Rapporti di lavoro

Cessione del quinto e del Tfr: così il datore fa calcoli senza errori

di Antonio Carlo Scacco

Il sequestro preventivo finalizzato alla confisca per equivalente non può avvenire su somme che corrispondono al triplo della pensione sociale - giacenti sul conto corrente del destinatario - quando è certo che le stesse somme derivano da emolumenti versati nel rapporto di lavoro. È il principio fissato dalla Cassazione nella sentenza 14606/2019.

Sul pignoramento degli stipendi e del Tfr il Dl 83/2015 ha introdotto limiti più stringenti: in particolare, se l’accredito dello stipendio su conto bancario o postale intestato al debitore è avvenuto prima del pignoramento, le somme sono impignorabili nella misura che corrisponde al triplo dell’assegno sociale.

Oltre ai pignoramenti, anche la cessione dello stipendio o del quinto da parte dei lavoratori comportano il rispetto di procedure specifiche per i datori di lavoro. È bene dunque conoscere i passaggi più critici, sui quali è meglio non commettere errori.

La cessione dello stipendio

La cessione dello stipendio o del quinto è una forma di cessione del credito regolata dagli articoli 1260 e seguenti del Codice civile. Il lavoratore cedente (pubblico o privato, inclusi i collaboratori) trasferisce il credito alla retribuzione nei confronti del proprio datore (debitore ceduto) a un terzo cessionario (solitamente una finanziaria una banca e così via) a fronte di un prestito da questi erogato. Sono interessati i lavoratori assunti in servizio a tempo indeterminato, addetti a servizi di carattere permanente e con stipendio o salario fisso e continuativo.

Per questi lavoratori la cessione può avere una durata di dieci anni ma bisogna fare attenzione al fatto che se la cessione non si estingue prima della pensione si estende di diritto a quest’ultima.
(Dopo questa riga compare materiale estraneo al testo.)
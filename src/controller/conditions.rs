//! Condition management helpers following the OpenShift operator condition model

use chrono::{DateTime, SecondsFormat, Utc};

use crate::crd::{Condition, GenerationStatus};
use crate::error::{Error, Result};

/// Condition type suffixes; controllers prefix them with their own name
pub const CONDITION_TYPE_DEGRADED: &str = "Degraded";
pub const CONDITION_TYPE_PROGRESSING: &str = "Progressing";
pub const CONDITION_TYPE_AVAILABLE: &str = "Available";
pub const CONDITION_TYPE_UPGRADEABLE: &str = "Upgradeable";
pub const CONDITION_TYPE_REMOVED: &str = "Removed";

/// Standard condition statuses
pub const CONDITION_STATUS_TRUE: &str = "True";
pub const CONDITION_STATUS_FALSE: &str = "False";
pub const CONDITION_STATUS_UNKNOWN: &str = "Unknown";

pub const REASON_AS_EXPECTED: &str = "AsExpected";
pub const REASON_SYNC_ERROR: &str = "SyncError";
pub const REASON_OPERANDS_REMOVED: &str = "OperandsRemoved";

/// Source of transition timestamps
pub trait Clock: Send + Sync {
    fn now(&self) -> DateTime<Utc>;
}

#[derive(Clone, Copy, Debug, Default)]
pub struct SystemClock;

impl Clock for SystemClock {
    fn now(&self) -> DateTime<Utc> {
        Utc::now()
    }
}

/// Clock that always returns the same instant
#[derive(Clone, Copy, Debug)]
pub struct FixedClock(pub DateTime<Utc>);

impl Clock for FixedClock {
    fn now(&self) -> DateTime<Utc> {
        self.0
    }
}

pub fn format_time(time: DateTime<Utc>) -> String {
    time.to_rfc3339_opts(SecondsFormat::Secs, true)
}

/// Merge `updates` into `existing` by type.
///
/// Every update must carry a type and a status. `lastTransitionTime` is taken from
/// `clock` when the status changes (or the condition is new) and kept otherwise.
/// The result is sorted by type.
pub fn apply_conditions(
    existing: &[Condition],
    updates: &[Condition],
    clock: &dyn Clock,
) -> Result<Vec<Condition>> {
    let mut merged: Vec<Condition> = existing.to_vec();
    for update in updates {
        if update.type_.is_empty() {
            return Err(Error::Precondition("condition type must not be empty".to_string()));
        }
        if update.status.is_empty() {
            return Err(Error::Precondition(format!(
                "condition {} has an empty status",
                update.type_
            )));
        }

        let mut next = update.clone();
        match merged.iter_mut().find(|c| c.type_ == update.type_) {
            Some(current) => {
                next.last_transition_time = if current.status != update.status
                    || current.last_transition_time.is_empty()
                {
                    format_time(clock.now())
                } else {
                    current.last_transition_time.clone()
                };
                *current = next;
            }
            None => {
                next.last_transition_time = format_time(clock.now());
                merged.push(next);
            }
        }
    }
    merged.sort_by(|a, b| a.type_.cmp(&b.type_));
    Ok(merged)
}

/// Find a condition by type
pub fn find_condition<'a>(conditions: &'a [Condition], type_: &str) -> Option<&'a Condition> {
    conditions.iter().find(|c| c.type_ == type_)
}

/// Check if a condition is true
pub fn is_condition_true(conditions: &[Condition], type_: &str) -> bool {
    find_condition(conditions, type_)
        .map(|c| c.status == CONDITION_STATUS_TRUE)
        .unwrap_or(false)
}

/// Remove every condition whose type starts with `prefix`
pub fn remove_conditions_with_prefix(conditions: &mut Vec<Condition>, prefix: &str) {
    conditions.retain(|c| !c.type_.starts_with(prefix));
}

pub fn degraded_condition(controller: &str, message: &str) -> Condition {
    Condition::new(
        &format!("{controller}{CONDITION_TYPE_DEGRADED}"),
        CONDITION_STATUS_TRUE,
        REASON_SYNC_ERROR,
        message,
    )
}

pub fn not_degraded_condition(controller: &str) -> Condition {
    Condition::new(
        &format!("{controller}{CONDITION_TYPE_DEGRADED}"),
        CONDITION_STATUS_FALSE,
        REASON_AS_EXPECTED,
        "",
    )
}

/// Marker recorded once a controller has deleted everything it owns
pub fn removed_condition(controller: &str) -> Condition {
    Condition::new(
        &format!("{controller}{CONDITION_TYPE_REMOVED}"),
        CONDITION_STATUS_TRUE,
        REASON_OPERANDS_REMOVED,
        "",
    )
}

/// True once every named controller carries its `Removed` marker
pub fn removal_complete(conditions: &[Condition], controllers: &[String]) -> bool {
    controllers
        .iter()
        .all(|c| is_condition_true(conditions, &format!("{c}{CONDITION_TYPE_REMOVED}")))
}

/// Insert or replace the generation memo for the same object
pub fn set_generation(generations: &mut Vec<GenerationStatus>, entry: GenerationStatus) {
    match generations.iter_mut().find(|g| g.same_object(&entry)) {
        Some(existing) => *existing = entry,
        None => generations.push(entry),
    }
}

pub fn find_generation<'a>(
    generations: &'a [GenerationStatus],
    group: &str,
    resource: &str,
    namespace: &str,
    name: &str,
) -> Option<&'a GenerationStatus> {
    generations.iter().find(|g| {
        g.group == group && g.resource == resource && g.namespace == namespace && g.name == name
    })
}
Sono ammessi anche i lavoratori assunti a termine purché abbiano almeno due anni di servizio effettivo e un contratto che dura tre anni. La cessione, in questi casi, non può eccedere il periodo di tempo che, dal momento dell’operazione, deve ancora trascorrere per la scadenza del contratto.

In base all’articolo 1264 del Codice civile, la cessione ha effetto nei confronti del debitore ceduto quando questi l’abbia accettata o gli sia stata notificata. Per le cessioni efficaci dal 1° gennaio 2005 si applica il limite massimo del quinto sulla quota di retribuzione . Dopo le modifiche introdotte dalla legge 266/2005, dal 1° gennaio 2006 si può cedere l’intero Tfr che, generalmente, rappresenta la garanzia sul credito erogato che opera alla cessazione del rapporto di lavoro. Il cessionario del Tfr, ossia la società finanziaria/assicurativa o la banca che ha concesso il prestito, è considerato avente causa del lavoratore e può dunque presentare la domanda di intervento del Fondo di garanzia (circolare Inps 89/2012). La cessione del quinto è generalmente garantita anche da una assicurazione sulla vita e contro i rischi di perdita dell’impiego (il relativo costo, per giurisprudenza costante, rileva per il computo del Teg, il Tasso effettivo globale usato dalla Banca d’Italia per fissare la soglia antiusura: si veda ad esempio la sentenza del tribunale di Torino del 4 marzo 2019).

La delegazione

La delegazione di pagamento è un prestito concesso al lavoratore dipendente, estinguibile con rate imputate sulle retribuzioni mensili, versate alla banca o alla finanziaria dal datore di lavoro. Rispetto alla cessione, non vale il limite di un quinto e serve l’accettazione del datore (che può anche rifiutarsi).

Il pignoramento

Il pignoramento presso terzi è l’atto che inizia il processo di esecuzione sulla retribuzione ed è eseguito con atto notificato direttamente al datore di lavoro e al lavoratore (inclusi i collaboratori: si veda la sentenza della Cassazione a Sezioni unite 1545/2017).

Dal giorno in cui riceve la notifica, il datore di lavoro è soggetto agli obblighi che la legge impone al custode. Le quote accantonate del Tfr, trattenute presso l’azienda, versate al Fondo di Tesoreria dello Stato presso l’Inps o in un fondo di previdenza complementare corrispondono a un diritto certo e liquido del lavoratore, di cui la cessazione del rapporto di lavoro determina solo l’esigibilità. Sono, pertanto, pignorabili (Cassazione, sentenza 19708/2018) al netto delle ritenute fiscali (Cassazione, sentenza 3648/2019).